#### INSTRUCTIONS TO FOLLOW:
Using the data that follows, give the number of lines in which the word "builder" occurs. Write only the number.

Extracted records

◆ ◆ ◆

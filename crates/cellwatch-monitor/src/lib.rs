//! Monitoring control plane for watched workbook directories.
//!
//! The moving parts, bottom up: [`checker::ChangeChecker`] runs one
//! snapshot-compare-persist cycle for a document; [`poller::SettlingPoller`]
//! re-checks recently changed documents until they go quiet;
//! [`builder::BaselineBuilder`] batch-builds baselines at startup with
//! resume, timeout and memory supervision; [`watch::Monitor`] wires
//! filesystem events, per-path admission and event numbering together.

pub mod builder;
pub mod checker;
pub mod config;
pub mod memory;
pub mod poller;
pub mod stop;
pub mod watch;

◆ ◆ ◆

#### RESPONSE AREA:
2